Seguimos hasta muy tarde con preguntas así, con escenas, vestuarios y utilerías imaginadas, llevados en parte por el vino, en parte por la alegría de imaginar cada vez mejor el espectáculo. Vi cómo Roberto se acababa su copa y por unos instantes me sentí incapaz de añadir nada. Le sonreí para reiterar el gusto que me da seguir trabajando con él, colaborando tantos años después. A la distancia, nuestro romance parece tan poco importante en comparación con el diálogo de ahora.

Ya sé: si se lo digo va a mover la cabeza y va a hacer un comentario halagador. Puede ponerse muy serio, hasta decir que me negué a ser feliz con él, jamás ha dejado de añorarme ni encontró a nadie como yo. Nunca le creo, quizá porque a las pocas semanas de terminar conmigo ya andaba con otra. De todas maneras, en las miradas de ambos, en los saludos, acechamos todavía el minúsculo gesto para reiterar que todavía nos gustamos. De repente sentí todo eso como un traje pasado de moda. Shakespeare no lo dice, pero es obvio: como yo, lady Macbeth se estaba acercando a un cierto crepúsculo. He sido una mujer muy atractiva: ahora soy la apariencia de una mujer atractiva, el cascarón, el andamiaje, las instalaciones ya desocupadas y en proceso de desmantelamiento. Él está arrugado: sus ojos siempre fueron espléndidos, pero ahora brillan como la última señal del hombre que recuerdo. Según acaba de contarme, su hija está embarazada: éste va a ser su primer nieto.

Al despedirme comprobé qué alivio es no querer quedarme, no sentir ya esa ansia de roce, esa hambre de su piel ni de ninguna otra. Me gusta conversar con él, divertirnos, llamarlo y recibirlo sin las ansiedades que sentía cuando estuvimos enamorados. Quizá siempre sigamos diciéndonos requiebros: esas pequeñas cortesías endulzan el trato de los viejos. Pero algo en mí ha desaparecido y ni siquiera se despidió con las tramoyas del teatro isabelino.

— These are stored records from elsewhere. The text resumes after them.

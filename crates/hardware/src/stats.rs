//! Simulation statistics collection and reporting.
//!
//! This module tracks run metrics for the simulator. It provides:
//! 1. **Cycles and CPI:** Total cycles, instructions fetched, and cycles per instruction.
//! 2. **Memory:** Completed reads and writes, and cycles spent with `MIO.EN` asserted.
//! 3. **Control:** Visit counts per control store state.

use std::time::Instant;

use serde::Serialize;

use crate::common::constants::CONTROL_STORE_ROWS;

/// Simulation statistics.
#[derive(Clone, Debug, Serialize)]
pub struct SimStats {
    #[serde(skip)]
    start_time: Instant,
    /// Total cycles executed.
    pub cycles: u64,
    /// Instructions fetched (cycles that loaded IR).
    pub instructions: u64,
    /// Memory reads completed.
    pub memory_reads: u64,
    /// Memory writes completed.
    pub memory_writes: u64,
    /// Cycles with `MIO.EN` asserted, including the completing cycle.
    pub memory_busy_cycles: u64,
    /// Number of cycles spent in each state.
    pub state_visits: Vec<u64>,
}

impl Default for SimStats {
    fn default() -> Self {
        Self {
            start_time: Instant::now(),
            cycles: 0,
            instructions: 0,
            memory_reads: 0,
            memory_writes: 0,
            memory_busy_cycles: 0,
            state_visits: vec![0; CONTROL_STORE_ROWS],
        }
    }
}

/// Section names for selective stats output.
///
/// Valid section identifiers: `"summary"`, `"memory"`, `"states"`.
/// Pass an empty slice to `print_sections` to print all sections.
pub const STATS_SECTIONS: &[&str] = &["summary", "memory", "states"];

impl SimStats {
    /// Records one executed cycle in `state`.
    pub fn record_cycle(&mut self, state: u8) {
        self.cycles += 1;
        if let Some(visits) = self.state_visits.get_mut(usize::from(state)) {
            *visits += 1;
        }
    }

    /// Cycles per fetched instruction, or `None` before the first fetch.
    pub fn cpi(&self) -> Option<f64> {
        (self.instructions > 0).then(|| self.cycles as f64 / self.instructions as f64)
    }

    /// Prints only the requested statistics sections to stdout.
    ///
    /// # Arguments
    ///
    /// * `sections` - Slice of section names to print, or empty for all.
    pub fn print_sections(&self, sections: &[String]) {
        let want = |s: &str| sections.is_empty() || sections.iter().any(|x| x == s);
        let seconds = self.start_time.elapsed().as_secs_f64();
        let cyc = self.cycles.max(1);

        println!("\n==========================================================");
        println!("LC-3b SIMULATION STATISTICS");
        println!("==========================================================");
        if want("summary") {
            let khz = if seconds > 0.0 {
                (self.cycles as f64 / seconds) / 1000.0
            } else {
                0.0
            };
            println!("host_seconds             {seconds:.4} s");
            println!("sim_cycles               {}", self.cycles);
            println!("sim_freq                 {khz:.2} kHz");
            println!("sim_insts                {}", self.instructions);
            match self.cpi() {
                Some(cpi) => println!("sim_cpi                  {cpi:.4}"),
                None => println!("sim_cpi                  -"),
            }
            println!("----------------------------------------------------------");
        }
        if want("memory") {
            println!("MEMORY");
            println!("  mem.reads              {}", self.memory_reads);
            println!("  mem.writes             {}", self.memory_writes);
            println!(
                "  mem.busy_cycles        {} ({:.2}%)",
                self.memory_busy_cycles,
                (self.memory_busy_cycles as f64 / cyc as f64) * 100.0
            );
            println!("----------------------------------------------------------");
        }
        if want("states") {
            println!("STATE VISITS");
            for (state, visits) in self.state_visits.iter().enumerate() {
                if *visits > 0 {
                    println!("  state.{state:<2}               {visits}");
                }
            }
        }
        println!("==========================================================");
    }

    /// Prints all statistics sections to stdout.
    ///
    /// Equivalent to `print_sections(&[])`.
    pub fn print(&self) {
        self.print_sections(&[]);
    }
}
//! Shifter.
//!
//! Shifts `R[IR[8:6]]` by `IR[3:0]`. `IR[5:4]` picks the mode; `10` is not part of the
//! instruction set and is reported as unavailable rather than given a value.

use crate::common::bits::bits;
use crate::core::arch::Latches;

/// Shift mode decoded from `IR[5:4]`.
#[derive(Clone, Copy, Debug, PartialEq, Eq)]
pub enum ShiftMode {
    /// Logical left shift (`00`).
    Lshf,
    /// Logical right shift (`01`).
    Rshfl,
    /// Arithmetic right shift, replicating bit 15 (`11`).
    Rshfa,
}

impl ShiftMode {
    /// Decodes `IR[5:4]`. Returns `None` for the reserved code `10`.
    pub const fn decode(ir: u16) -> Option<Self> {
        match bits(ir, 5, 4) {
            0b00 => Some(Self::Lshf),
            0b01 => Some(Self::Rshfl),
            0b11 => Some(Self::Rshfa),
            _ => None,
        }
    }
}

/// Datapath shifter.
#[derive(Debug)]
pub struct Shifter;

impl Shifter {
    /// Executes a shift.
    ///
    /// # Arguments
    ///
    /// * `mode`   - Shift mode.
    /// * `value`  - Value to shift.
    /// * `amount` - Shift amount; only the low four bits are used.
    pub const fn execute(mode: ShiftMode, value: u16, amount: u16) -> u16 {
        let amount = (amount & 0xF) as u32;
        match mode {
            ShiftMode::Lshf => value << amount,
            ShiftMode::Rshfl => value >> amount,
            ShiftMode::Rshfa => ((value as i16) >> amount) as u16,
        }
    }

    /// Evaluates the shifter for the current cycle.
    ///
    /// Returns `None` when `IR[5:4]` holds the reserved mode.
    pub const fn evaluate(latches: &Latches) -> Option<u16> {
        let ir = latches.ir;
        match ShiftMode::decode(ir) {
            Some(mode) => {
                let value = latches.regs.read(bits(ir, 8, 6) as usize);
                Some(Self::execute(mode, value, bits(ir, 3, 0)))
            }
            None => None,
        }
    }
}
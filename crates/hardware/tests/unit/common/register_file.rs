//! Register file tests.

use lc3bsim_core::common::RegisterFile;

#[test]
fn starts_zeroed() {
    let regs = RegisterFile::new();
    assert!(regs.iter().all(|(_, value)| value == 0));
    assert_eq!(regs.iter().count(), 8);
}

#[test]
fn write_then_read() {
    let mut regs = RegisterFile::new();
    regs.write(3, 0xBEEF);
    regs.write(7, 0x1234);
    assert_eq!(regs.read(3), 0xBEEF);
    assert_eq!(regs.read(7), 0x1234);
    assert_eq!(regs.read(0), 0);
}

#[test]
fn index_is_three_bits() {
    let mut regs = RegisterFile::new();
    regs.write(9, 0x55);
    assert_eq!(regs.read(1), 0x55);
}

Empezamos los ensayos dentro de una semana. Todavía hay mucho que hacer, muchos preparativos, pero la obra saldrá bien. Ni siquiera me acordaré de que afuera del teatro hay otra vida, aunque en algún momento bajaremos del escenario y retomaré otros parlamentos.

¿Y si hubiera alguien más en mí cuando acabe esta mudanza, si unsex me fuera como abrir una puerta?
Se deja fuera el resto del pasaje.